Earl Scruggs: Family & Friends – Nutter Center (Fairborn, OH)
Bluegrassers love their music’s legendary figures, but they also want to see them working; as Ralph Stanley’s grueling show schedule suggests, “retirement” just isn’t in their vocabulary. On the one hand, this means that opportunities to hear them in person are unusually frequent, but on the other, it sometimes diminishes their stature, dissolving their historical significance in an often mind-numbingly long schedule of acts.
For more than a decade, health problems made that a moot point when it came to Earl Scruggs, five-string banjo pioneer and one of the 20th century’s most important American musicians. Yet when he returned to the stage, beginning in the mid-’90s, the problem threatened to arise. So when Dave Barber and Joe Mullins, movers and shakers in the bluegrass and folk scenes in Dayton, Ohio, took a notion to bring Scruggs in, they sought to put together an event that would explicitly underline just how important the banjo man has been. What they come up with was strong enough to attract attendance from around the world.

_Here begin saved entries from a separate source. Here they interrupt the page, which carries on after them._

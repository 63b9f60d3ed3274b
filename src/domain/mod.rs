//! Domain model for the feedback suite: surveys and responses, NPS scores,
//! and free-form feedback items.

mod feedback;
mod nps;
mod survey;

pub use feedback::{FeedbackItem, FeedbackKind, FeedbackStatus, UnknownFeedbackKind};
pub use nps::{categorize, NpsCategory, NpsScore};
pub use survey::{
    AnswerError, AnswerValue, QuestionType, ResponseMetadata, Survey, SurveyQuestion,
    SurveyResponse,
};
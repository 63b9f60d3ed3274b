//! Aggregate NPS metrics, recomputed in full from the score history.

use serde::{Deserialize, Serialize};

use crate::domain::{NpsCategory, NpsScore};

/// Direction of the metric over time. Static placeholder: no temporal
/// comparison is performed, so this is always `Stable`.
#[derive(Debug, Clone, Copy, PartialEq, Eq, Serialize, Deserialize)]
#[serde(rename_all = "snake_case")]
pub enum Trend {
    Up,
    Down,
    Stable,
}

/// Summary metrics over the full NPS score history.
///
/// `total_responses` always equals `promoters + passives + detractors`, and
/// `nps_score` is in [-100, 100].
#[derive(Debug, Clone, Copy, PartialEq, Eq, Serialize, Deserialize)]
pub struct NpsMetrics {
    pub total_responses: u32,
    pub promoters: u32,
    pub passives: u32,
    pub detractors: u32,
    pub nps_score: i32,
    pub trend: Trend,
}

impl NpsMetrics {
    /// The all-zero metrics reported before any score has been submitted.
    pub fn zero() -> Self {
        NpsMetrics {
            total_responses: 0,
            promoters: 0,
            passives: 0,
            detractors: 0,
            nps_score: 0,
            trend: Trend::Stable,
        }
    }
}

impl Default for NpsMetrics {
    fn default() -> Self {
        Self::zero()
    }
}

/// Recompute summary metrics from the full score history.
///
/// Counts categories with a full scan (never patched incrementally) and sets
/// `nps_score = round(((promoters - detractors) / total) * 100)`, with
/// half-way values rounded away from zero (`f64::round`). Empty input yields
/// [`NpsMetrics::zero`]. Pure; no side effects.
pub fn aggregate(scores: &[NpsScore]) -> NpsMetrics {
    if scores.is_empty() {
        return NpsMetrics::zero();
    }

    let mut promoters = 0u32;
    let mut passives = 0u32;
    let mut detractors = 0u32;
    for score in scores {
        match score.category {
            NpsCategory::Promoter => promoters += 1,
            NpsCategory::Passive => passives += 1,
            NpsCategory::Detractor => detractors += 1,
        }
    }

    let total = scores.len() as u32;
    let net = (f64::from(promoters) - f64::from(detractors)) / f64::from(total) * 100.0;

    NpsMetrics {
        total_responses: total,
        promoters,
        passives,
        detractors,
        nps_score: net.round() as i32,
        trend: Trend::Stable,
    }
}
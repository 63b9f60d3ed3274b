//! File-backed state store: one file per key in a directory.

use std::fs;
use std::io::ErrorKind;
use std::path::PathBuf;

use super::store::{StateError, StateStore};

/// Durable key-value store writing each key to `<dir>/<key>.blob`.
///
/// Keys are limited to `[A-Za-z0-9._-]` so the mapping to file names stays
/// trivial; anything else is a storage error.
pub struct FileStateStore {
    dir: PathBuf,
}

impl FileStateStore {
    /// Open a store rooted at `dir`, creating the directory if needed.
    pub fn new(dir: impl Into<PathBuf>) -> Result<Self, StateError> {
        let dir = dir.into();
        fs::create_dir_all(&dir).map_err(|e| StateError::Storage(e.to_string()))?;
        Ok(Self { dir })
    }

    fn path_for(&self, key: &str) -> Result<PathBuf, StateError> {
        let valid = !key.is_empty()
            && key
                .chars()
                .all(|c| c.is_ascii_alphanumeric() || matches!(c, '.' | '_' | '-'));
        if !valid {
            return Err(StateError::Storage(format!("invalid storage key: {:?}", key)));
        }
        Ok(self.dir.join(format!("{}.blob", key)))
    }
}

impl StateStore for FileStateStore {
    fn get_item(&self, key: &str) -> Result<Option<String>, StateError> {
        match fs::read_to_string(self.path_for(key)?) {
            Ok(value) => Ok(Some(value)),
            Err(e) if e.kind() == ErrorKind::NotFound => Ok(None),
            Err(e) => Err(StateError::Storage(e.to_string())),
        }
    }

    fn set_item(&self, key: &str, value: &str) -> Result<(), StateError> {
        fs::write(self.path_for(key)?, value).map_err(|e| StateError::Storage(e.to_string()))
    }

    fn remove_item(&self, key: &str) -> Result<bool, StateError> {
        match fs::remove_file(self.path_for(key)?) {
            Ok(()) => Ok(true),
            Err(e) if e.kind() == ErrorKind::NotFound => Ok(false),
            Err(e) => Err(StateError::Storage(e.to_string())),
        }
    }
}
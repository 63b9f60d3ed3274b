use std::fmt;

use crate::domain::UnknownFeedbackKind;
use crate::notify::PublishError;
use crate::persist::StateError;

/// Error type for store mutations.
#[derive(Debug)]
pub enum StoreError {
    /// NPS score outside the 0-10 range.
    InvalidScore(u8),
    /// Feedback submission missing a required field or of unrecognized kind.
    InvalidFeedback(String),
    /// The state snapshot could not be persisted. The in-memory mutation has
    /// already succeeded; this is a degraded-durability warning, not a
    /// rollback.
    Persistence(StateError),
    /// The notification bus rejected the publication. The in-memory mutation
    /// has already succeeded.
    Publish(PublishError),
}

impl fmt::Display for StoreError {
    fn fmt(&self, f: &mut fmt::Formatter<'_>) -> fmt::Result {
        match self {
            StoreError::InvalidScore(score) => {
                write!(f, "invalid NPS score {} (expected 0-10)", score)
            }
            StoreError::InvalidFeedback(reason) => {
                write!(f, "invalid feedback submission: {}", reason)
            }
            StoreError::Persistence(e) => write!(f, "state persistence failed: {}", e),
            StoreError::Publish(e) => write!(f, "notification publish failed: {}", e),
        }
    }
}

impl std::error::Error for StoreError {
    fn source(&self) -> Option<&(dyn std::error::Error + 'static)> {
        match self {
            StoreError::Persistence(e) => Some(e),
            StoreError::Publish(e) => Some(e),
            _ => None,
        }
    }
}

impl From<StateError> for StoreError {
    fn from(err: StateError) -> Self {
        StoreError::Persistence(err)
    }
}

impl From<PublishError> for StoreError {
    fn from(err: PublishError) -> Self {
        StoreError::Publish(err)
    }
}

impl From<UnknownFeedbackKind> for StoreError {
    fn from(err: UnknownFeedbackKind) -> Self {
        StoreError::InvalidFeedback(err.to_string())
    }
}
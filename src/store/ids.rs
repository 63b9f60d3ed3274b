//! Process-unique id generation for domain entities.

use std::sync::atomic::{AtomicU64, Ordering};

/// Prefixed monotonic id source (`nps-1`, `nps-2`, ...).
///
/// A counter per entity kind cannot collide under rapid successive calls,
/// unlike timestamp-derived ids. `resume_past` keeps ids unique across
/// reloads of persisted state.
pub struct IdGenerator {
    prefix: &'static str,
    next: AtomicU64,
}

impl IdGenerator {
    pub fn new(prefix: &'static str) -> Self {
        Self {
            prefix,
            next: AtomicU64::new(1),
        }
    }

    pub fn next_id(&self) -> String {
        let n = self.next.fetch_add(1, Ordering::Relaxed);
        format!("{}-{}", self.prefix, n)
    }

    /// Advance the counter past every id in `existing` that carries this
    /// generator's prefix and a numeric suffix.
    pub fn resume_past<'a>(&self, existing: impl IntoIterator<Item = &'a str>) {
        for id in existing {
            let suffix = id
                .strip_prefix(self.prefix)
                .and_then(|rest| rest.strip_prefix('-'));
            if let Some(n) = suffix.and_then(|s| s.parse::<u64>().ok()) {
                self.next.fetch_max(n + 1, Ordering::Relaxed);
            }
        }
    }
}
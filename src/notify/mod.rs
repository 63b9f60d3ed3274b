//! Notification boundary - how the store announces domain events.
//!
//! The store publishes two event kinds to an externally owned bus:
//! `NPS_SUBMITTED` and `FEEDBACK_SUBMITTED`. The bus may not be ready when
//! the store comes up; the store checks [`NotificationBus::is_ready`] before
//! each publish and silently skips (no buffering, no error) while it is not.

mod bus;
mod in_memory;

pub use bus::{Notification, NotificationBus, PublishError};
pub use in_memory::InMemoryBus;
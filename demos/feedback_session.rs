//! A short feedback session against a file-backed store, standing in for the
//! dashboard page of the original widget suite.

use std::collections::HashMap;
use std::time::SystemTime;

use feedback_core::{
    AnswerValue, FeedbackKind, FeedbackStore, FileStateStore, LocalEmitterBus, NewFeedback,
    QuestionType, Survey, SurveyQuestion,
};

fn demo_survey() -> Survey {
    Survey {
        id: "demo-survey".into(),
        title: "Experiencia NewCool".into(),
        description: "Ayudanos a entender como mejorar tu experiencia".into(),
        questions: vec![
            SurveyQuestion {
                id: "q1".into(),
                kind: QuestionType::Emoji,
                question: "Como te sientes usando NewCool?".into(),
                required: true,
                options: None,
                min_label: None,
                max_label: None,
            },
            SurveyQuestion {
                id: "q2".into(),
                kind: QuestionType::MultipleChoice,
                question: "Cual es tu funcionalidad favorita?".into(),
                required: true,
                options: Some(vec![
                    "Musica educativa".into(),
                    "Mini juegos".into(),
                    "Karaoke".into(),
                    "Dashboard evolutivo".into(),
                    "Comunidad".into(),
                ]),
                min_label: None,
                max_label: None,
            },
            SurveyQuestion {
                id: "q3".into(),
                kind: QuestionType::Text,
                question: "Que te gustaria ver en NewCool?".into(),
                required: false,
                options: None,
                min_label: None,
                max_label: None,
            },
        ],
        created_at: SystemTime::now(),
        expires_at: None,
        is_active: true,
        target_audience: None,
    }
}

fn main() -> Result<(), Box<dyn std::error::Error>> {
    let dir = std::env::temp_dir().join("newcool-feedback-demo");
    let storage = FileStateStore::new(&dir)?;

    let bus = LocalEmitterBus::new();
    bus.on("NPS_SUBMITTED", |payload| {
        println!("[bus] NPS_SUBMITTED {}", payload);
    });
    bus.on("FEEDBACK_SUBMITTED", |payload| {
        println!("[bus] FEEDBACK_SUBMITTED {}", payload);
    });

    let mut store = FeedbackStore::open(Box::new(storage), Box::new(bus))?;

    store.submit_nps(
        9,
        Some("Muy buena experiencia".into()),
        Some("dashboard".into()),
    )?;
    store.submit_nps(7, None, Some("dashboard".into()))?;
    store.submit_nps(4, Some("El karaoke se traba".into()), Some("dashboard".into()))?;

    store.submit_feedback(NewFeedback {
        kind: FeedbackKind::Suggestion,
        title: "Mas canciones".into(),
        content: "Agreguen mas canciones al karaoke".into(),
        tags: Some(vec!["karaoke".into()]),
        user_id: None,
    })?;
    let newest = store.feedback_items()[0].id.clone();
    store.vote_feedback(&newest)?;

    let survey = demo_survey();
    let mut answers = HashMap::new();
    answers.insert("q1".to_string(), AnswerValue::Number(5));
    answers.insert("q2".to_string(), AnswerValue::Text("Karaoke".to_string()));
    survey.check_answers(&answers)?;
    store.submit_survey_response(survey.id.clone(), answers)?;

    let metrics = store.metrics();
    println!(
        "NPS {} | {} promoters / {} passives / {} detractors ({} responses)",
        metrics.nps_score,
        metrics.promoters,
        metrics.passives,
        metrics.detractors,
        metrics.total_responses
    );
    println!(
        "{} feedback item(s), {} survey response(s), state in {}",
        store.feedback_items().len(),
        store.survey_responses().len(),
        dir.display()
    );

    store.flush()?;
    Ok(())
}
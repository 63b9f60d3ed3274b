//! Persistence - the store's state as a single named blob in key-value
//! storage.
//!
//! The layout mirrors a browser's local storage: string keys, string values.
//! The full store state is encoded as one versioned [`StoreSnapshot`] blob
//! under [`STORAGE_KEY`] and rehydrated in full at session start.

mod file;
mod in_memory;
mod snapshot;
mod store;

pub use file::FileStateStore;
pub use in_memory::InMemoryStateStore;
pub use snapshot::{StoreSnapshot, SCHEMA_VERSION};
pub use store::{StateError, StateStore, STORAGE_KEY};
//! Free-form feedback items.

use std::fmt;
use std::str::FromStr;
use std::time::SystemTime;

use serde::{Deserialize, Serialize};

/// The four recognized kinds of feedback.
#[derive(Debug, Clone, Copy, PartialEq, Eq, Serialize, Deserialize)]
#[serde(rename_all = "snake_case")]
pub enum FeedbackKind {
    Suggestion,
    Bug,
    Praise,
    Question,
}

impl FeedbackKind {
    pub fn as_str(&self) -> &'static str {
        match self {
            FeedbackKind::Suggestion => "suggestion",
            FeedbackKind::Bug => "bug",
            FeedbackKind::Praise => "praise",
            FeedbackKind::Question => "question",
        }
    }
}

/// Parse error for [`FeedbackKind`]; carries the unrecognized input.
#[derive(Debug, Clone, PartialEq, Eq)]
pub struct UnknownFeedbackKind(pub String);

impl fmt::Display for UnknownFeedbackKind {
    fn fmt(&self, f: &mut fmt::Formatter<'_>) -> fmt::Result {
        write!(f, "unrecognized feedback kind: {:?}", self.0)
    }
}

impl std::error::Error for UnknownFeedbackKind {}

impl FromStr for FeedbackKind {
    type Err = UnknownFeedbackKind;

    fn from_str(s: &str) -> Result<Self, Self::Err> {
        match s {
            "suggestion" => Ok(FeedbackKind::Suggestion),
            "bug" => Ok(FeedbackKind::Bug),
            "praise" => Ok(FeedbackKind::Praise),
            "question" => Ok(FeedbackKind::Question),
            other => Err(UnknownFeedbackKind(other.to_string())),
        }
    }
}

/// Review status of a feedback item. New submissions start at `New`.
#[derive(Debug, Clone, Copy, PartialEq, Eq, Serialize, Deserialize)]
#[serde(rename_all = "snake_case")]
pub enum FeedbackStatus {
    New,
    Reviewed,
    InProgress,
    Resolved,
    Closed,
}

/// A submitted feedback item.
///
/// Only the vote operation mutates an item after creation, and it touches
/// `votes` alone. There is no delete operation.
#[derive(Debug, Clone, PartialEq, Serialize, Deserialize)]
pub struct FeedbackItem {
    pub id: String,
    pub user_id: Option<String>,
    pub kind: FeedbackKind,
    pub title: String,
    pub content: String,
    pub status: FeedbackStatus,
    pub votes: u32,
    pub created_at: SystemTime,
    pub tags: Option<Vec<String>>,
}
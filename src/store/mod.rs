//! FeedbackStore - the stateful container behind the feedback widgets.
//!
//! Single authoritative holder of all submitted domain data. Every mutation
//! constructs an entity, appends it, recomputes derived metrics where NPS
//! data changed, persists the full snapshot, and announces the change on the
//! injected notification bus.

mod error;
mod ids;
mod store;

pub use error::StoreError;
pub use ids::IdGenerator;
pub use store::{FeedbackStore, NewFeedback};
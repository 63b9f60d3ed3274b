mod domain;
#[cfg(feature = "emitter")]
mod emitter;
mod metrics;
mod notify;
mod persist;
mod store;

pub use domain::{
    categorize, AnswerError, AnswerValue, FeedbackItem, FeedbackKind, FeedbackStatus, NpsCategory,
    NpsScore, QuestionType, ResponseMetadata, Survey, SurveyQuestion, SurveyResponse,
    UnknownFeedbackKind,
};
#[cfg(feature = "emitter")]
pub use emitter::LocalEmitterBus;
pub use metrics::{aggregate, NpsMetrics, Trend};
pub use notify::{InMemoryBus, Notification, NotificationBus, PublishError};
pub use persist::{
    FileStateStore, InMemoryStateStore, StateError, StateStore, StoreSnapshot, SCHEMA_VERSION,
    STORAGE_KEY,
};
pub use store::{FeedbackStore, IdGenerator, NewFeedback, StoreError};

// Re-export the EventEmitter from the event_emitter_rs crate
#[cfg(feature = "emitter")]
pub use event_emitter_rs::EventEmitter;
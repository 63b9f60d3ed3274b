mod support;

use feedback_core::{
    FeedbackKind, FeedbackStatus, Notification, NpsCategory, StateStore, StoreError, STORAGE_KEY,
};

use support::{bug_report, store};

// --- NPS submission ---

#[test]
fn mixed_scores_aggregate_correctly() {
    let (mut store, _bus, _storage) = store();
    for score in [9, 10, 5, 7] {
        store.submit_nps(score, None, None).unwrap();
    }

    let metrics = store.metrics();
    assert_eq!(metrics.total_responses, 4);
    assert_eq!(metrics.promoters, 2);
    assert_eq!(metrics.passives, 1);
    assert_eq!(metrics.detractors, 1);
    assert_eq!(metrics.nps_score, 25);
}

#[test]
fn all_detractors_score_minus_100() {
    let (mut store, _bus, _storage) = store();
    for score in [0, 1, 2, 3, 4] {
        store.submit_nps(score, None, None).unwrap();
    }
    assert_eq!(store.metrics().nps_score, -100);
    assert_eq!(store.metrics().detractors, 5);
}

#[test]
fn score_entry_carries_its_category() {
    let (mut store, _bus, _storage) = store();
    store.submit_nps(9, Some("great".into()), None).unwrap();

    let scores = store.nps_scores();
    assert_eq!(scores.len(), 1);
    assert_eq!(scores[0].id, "nps-1");
    assert_eq!(scores[0].score, 9);
    assert_eq!(scores[0].category, NpsCategory::Promoter);
    assert_eq!(scores[0].feedback.as_deref(), Some("great"));
}

#[test]
fn out_of_range_score_is_rejected_before_any_change() {
    let (mut store, bus, _storage) = store();
    let err = store.submit_nps(11, None, None).unwrap_err();
    assert!(matches!(err, StoreError::InvalidScore(11)));

    assert!(store.nps_scores().is_empty());
    assert_eq!(store.metrics().total_responses, 0);
    assert!(bus.published().is_empty());
}

#[test]
fn nps_notification_carries_updated_counts() {
    let (mut store, bus, _storage) = store();
    store
        .submit_nps(9, Some("love it".into()), Some("dashboard".into()))
        .unwrap();
    store.submit_nps(3, None, None).unwrap();

    let published = bus.published();
    assert_eq!(published.len(), 2);
    assert_eq!(
        published[0],
        Notification::NpsSubmitted {
            score: 9,
            context: "dashboard".into(),
            feedback: Some("love it".into()),
            promoters: 1,
            passives: 0,
            detractors: 0,
            nps_score: 100,
        }
    );
    // missing context falls back to the generic label
    assert_eq!(
        published[1],
        Notification::NpsSubmitted {
            score: 3,
            context: "general".into(),
            feedback: None,
            promoters: 1,
            passives: 0,
            detractors: 1,
            nps_score: 0,
        }
    );
}

#[test]
fn not_ready_bus_is_skipped_silently() {
    let (mut store, bus, _storage) = store();
    bus.set_ready(false);

    store.submit_nps(10, None, None).unwrap();
    store.submit_feedback(bug_report("X", "Y")).unwrap();

    assert!(bus.published().is_empty());
    // state still moved
    assert_eq!(store.metrics().total_responses, 1);
    assert_eq!(store.feedback_items().len(), 1);

    // nothing is replayed once the bus comes up
    bus.set_ready(true);
    assert!(bus.published().is_empty());
}

#[test]
fn reads_are_idempotent_between_mutations() {
    let (mut store, _bus, _storage) = store();
    store.submit_nps(8, None, None).unwrap();

    assert_eq!(store.metrics(), store.metrics());
    assert_eq!(store.feedback_items(), store.feedback_items());
}

// --- Feedback submission ---

#[test]
fn feedback_is_prepended_most_recent_first() {
    let (mut store, bus, _storage) = store();
    store.submit_feedback(bug_report("first", "a")).unwrap();
    store.submit_feedback(bug_report("second", "b")).unwrap();

    let items = store.feedback_items();
    assert_eq!(items.len(), 2);
    assert_eq!(items[0].title, "second");
    assert_eq!(items[1].title, "first");
    assert_eq!(items[0].status, FeedbackStatus::New);
    assert_eq!(items[0].votes, 0);

    let published = bus.published();
    assert_eq!(
        published[0],
        Notification::FeedbackSubmitted {
            id: "fb-1".into(),
            kind: FeedbackKind::Bug,
            title: "first".into(),
        }
    );
}

#[test]
fn empty_title_is_rejected_and_nothing_is_published() {
    let (mut store, bus, _storage) = store();
    let err = store.submit_feedback(bug_report("", "content")).unwrap_err();
    assert!(matches!(err, StoreError::InvalidFeedback(_)));

    assert!(store.feedback_items().is_empty());
    assert!(bus.published().is_empty());
}

#[test]
fn whitespace_only_content_is_rejected() {
    let (mut store, _bus, _storage) = store();
    let err = store.submit_feedback(bug_report("title", "   ")).unwrap_err();
    assert!(matches!(err, StoreError::InvalidFeedback(_)));
    assert!(store.feedback_items().is_empty());
}

#[test]
fn unrecognized_kind_string_maps_to_invalid_feedback() {
    let err: StoreError = "complaint".parse::<FeedbackKind>().unwrap_err().into();
    assert!(matches!(err, StoreError::InvalidFeedback(_)));
}

// --- Voting ---

#[test]
fn vote_twice_increments_votes_only() {
    let (mut store, _bus, _storage) = store();
    store.submit_feedback(bug_report("X", "Y")).unwrap();
    let id = store.feedback_items()[0].id.clone();

    store.vote_feedback(&id).unwrap();
    store.vote_feedback(&id).unwrap();

    let item = &store.feedback_items()[0];
    assert_eq!(item.votes, 2);
    assert_eq!(item.status, FeedbackStatus::New);
    assert_eq!(item.title, "X");
}

#[test]
fn vote_on_unknown_id_is_a_silent_noop() {
    let (mut store, bus, _storage) = store();
    store.submit_feedback(bug_report("X", "Y")).unwrap();
    let before = store.feedback_items().to_vec();

    store.vote_feedback("nonexistent-id").unwrap();

    assert_eq!(store.feedback_items(), before.as_slice());
    assert_eq!(bus.published().len(), 1);
}

#[test]
fn vote_preserves_collection_order() {
    let (mut store, _bus, _storage) = store();
    store.submit_feedback(bug_report("first", "a")).unwrap();
    store.submit_feedback(bug_report("second", "b")).unwrap();
    let id = store.feedback_items()[1].id.clone();

    store.vote_feedback(&id).unwrap();

    let items = store.feedback_items();
    assert_eq!(items[0].title, "second");
    assert_eq!(items[1].title, "first");
    assert_eq!(items[1].votes, 1);
}

// --- Survey responses ---

#[test]
fn survey_response_is_recorded_without_notification() {
    use feedback_core::AnswerValue;
    use std::collections::HashMap;

    let (mut store, bus, _storage) = store();
    let mut answers = HashMap::new();
    answers.insert("q1".to_string(), AnswerValue::Number(5));
    answers.insert("q2".to_string(), AnswerValue::Text("Karaoke".to_string()));

    store.submit_survey_response("demo-survey", answers).unwrap();

    let responses = store.survey_responses();
    assert_eq!(responses.len(), 1);
    assert_eq!(responses[0].id, "sr-1");
    assert_eq!(responses[0].survey_id, "demo-survey");
    assert!(bus.published().is_empty());
}

// --- Persistence side effects ---

#[test]
fn every_mutation_persists_a_snapshot() {
    let (mut store, _bus, storage) = store();
    assert!(storage.get_item(STORAGE_KEY).unwrap().is_none());

    store.submit_nps(9, None, None).unwrap();
    let first = storage.get_item(STORAGE_KEY).unwrap().unwrap();

    store.submit_feedback(bug_report("X", "Y")).unwrap();
    let second = storage.get_item(STORAGE_KEY).unwrap().unwrap();
    assert_ne!(first, second);
}
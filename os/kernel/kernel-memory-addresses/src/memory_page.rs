use crate::{MemoryAddress, PAGE_OFFSET_MASK, PAGE_SHIFT, PAGE_SIZE};
use core::fmt;

/// A page base address (lower [`PAGE_SHIFT`] bits are zero).
#[repr(transparent)]
#[derive(Copy, Clone, Eq, PartialEq, Ord, PartialOrd, Hash)]
pub struct MemoryPage {
    value: u32,
}

impl MemoryPage {
    /// Create from an address, aligning down to the page boundary.
    #[inline]
    #[must_use]
    pub const fn from_addr(addr: MemoryAddress) -> Self {
        Self {
            value: addr.as_u32() & !PAGE_OFFSET_MASK,
        }
    }

    /// Create from a raw value that must already be aligned.
    /// Panics in debug if unaligned (no runtime cost in release).
    #[inline]
    #[must_use]
    pub const fn new_aligned(addr: MemoryAddress) -> Self {
        debug_assert!(addr.is_page_aligned(), "unaligned page address");
        Self {
            value: addr.as_u32(),
        }
    }

    /// Page with the given page number (`base >> 12`).
    #[inline]
    #[must_use]
    pub const fn from_number(number: u32) -> Self {
        Self {
            value: number << PAGE_SHIFT,
        }
    }

    /// Return the base as `MemoryAddress`.
    #[inline]
    #[must_use]
    pub const fn base(self) -> MemoryAddress {
        MemoryAddress::new(self.value)
    }

    /// Page number, i.e. the base shifted right by [`PAGE_SHIFT`].
    #[inline]
    #[must_use]
    pub const fn number(self) -> u32 {
        self.value >> PAGE_SHIFT
    }

    /// Combine with an in-page offset to form a full address.
    #[inline]
    #[must_use]
    pub const fn join(self, offset: u32) -> MemoryAddress {
        debug_assert!(offset < PAGE_SIZE, "offset must be < page size");
        MemoryAddress::new(self.value | (offset & PAGE_OFFSET_MASK))
    }

    /// The page `n` pages above this one.
    #[inline]
    #[must_use]
    pub const fn add_pages(self, n: u32) -> Self {
        Self {
            value: self.value + n * PAGE_SIZE,
        }
    }
}

impl fmt::Display for MemoryPage {
    fn fmt(&self, f: &mut fmt::Formatter<'_>) -> fmt::Result {
        write!(f, "0x{:08X}/4K", self.value)
    }
}

impl fmt::Debug for MemoryPage {
    fn fmt(&self, f: &mut fmt::Formatter<'_>) -> fmt::Result {
        write!(f, "MemoryPage(0x{:08X})", self.value)
    }
}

The idea was simple yet compelling: Precede the Scruggs appearance with a tribute that would feature some of his most distinguished followers — banjo players who could testify both personally and musically to the pioneer’s impact. Tapped for the job were a couple of legends in their own right and a brace of greats in the making: Sonny Osborne, J. D. Crowe, Tom Adams, Jim Mills, Rob McCoury and Mullins himself.
To back them, Mullins assembled a remarkable cast built around current and former members of Alison Krauss & Union Station: bassist Barry Bales, guitarist/vocalist Tim Stafford and mandolin player Adam Steffey, plus Terry Eldredge (guitar, vocals) and Ron Stewart (fiddle). Their familiarity with and confidence in each other lent an unusually solid feel to each performance, as the featured players opened the evening with three-song sets that paid tribute to the Scruggs legacy by mixing his classic compositions with their own signature numbers. Bluegrass isn’t made for arenas, and the musicians had to struggle with uneven sound reinforcement, but the technical difficulties were more than offset by the quality of the performances.
The highlights? Too many to list, but they included a blistering take on “Flint Hill Special” by Rob McCoury, Tom Adams’ spiky original “Box Elder Beetles”, Crowe’s loping reworking of “Nashville Skyline Rag”, and Osborne’s recreation of the solo performance of “America The Beautiful” (which he had played to open the International Bluegrass Music Association’s awards show last fall, in the wake of September 11). Rhonda Vincent, originally booked as a member of the backing band when Adams was in her group, appeared with the current edition of the Rage, bringing a seventh banjo giant to the stage in Kenny Ingram.
Still, all this (as well as an afternoon banjo workshop for more than 200 “VIP pass” holders) was prologue to the main event. Scruggs has been assembling lineups on a show-by-show basis, and the “Family And Friends” he appeared with were an especially delectable set, with bluegrass veterans Jerry Douglas (dobro), Jeff White (guitar) and Glen Duncan (fiddle) joined by drummer Harry Stinson, Gary Scruggs on electric bass and former Desert Rose guitarist John Jorgenson (pulling double duty on mandolin and Telecaster).
The 2,300-plus crowd erupted in cheers when Scruggs took the stage, and he did not disappoint. A healthy dose of banjo favorites including “Home Sweet Home” and his guitar gems such as “You Are My Flower” were complemented by staples that featured every member of the band, from the a cappella quartet reading of “Precious Memories” to Douglas’ supple reading of “Foggy Mountain Rock” and Jorgenson’s surprising rendition of “Ashes Of Love”. Relaxed yet animated throughout, Scruggs looked for all the world like just another grandpa.
Everyone-on-stage finales are something of a tradition in bluegrass, and the number was, inevitably, the quintessential banjo tune, “Foggy Mountain Breakdown”. It wasn’t enough for the audience, though, and so the concert ended with “Lonesome Reuben”. That was the first tune to which Scruggs fit his history-making three-fingered roll in the 1930s, and ending the multi-generational tribute with it provided a perfect capstone to the evening.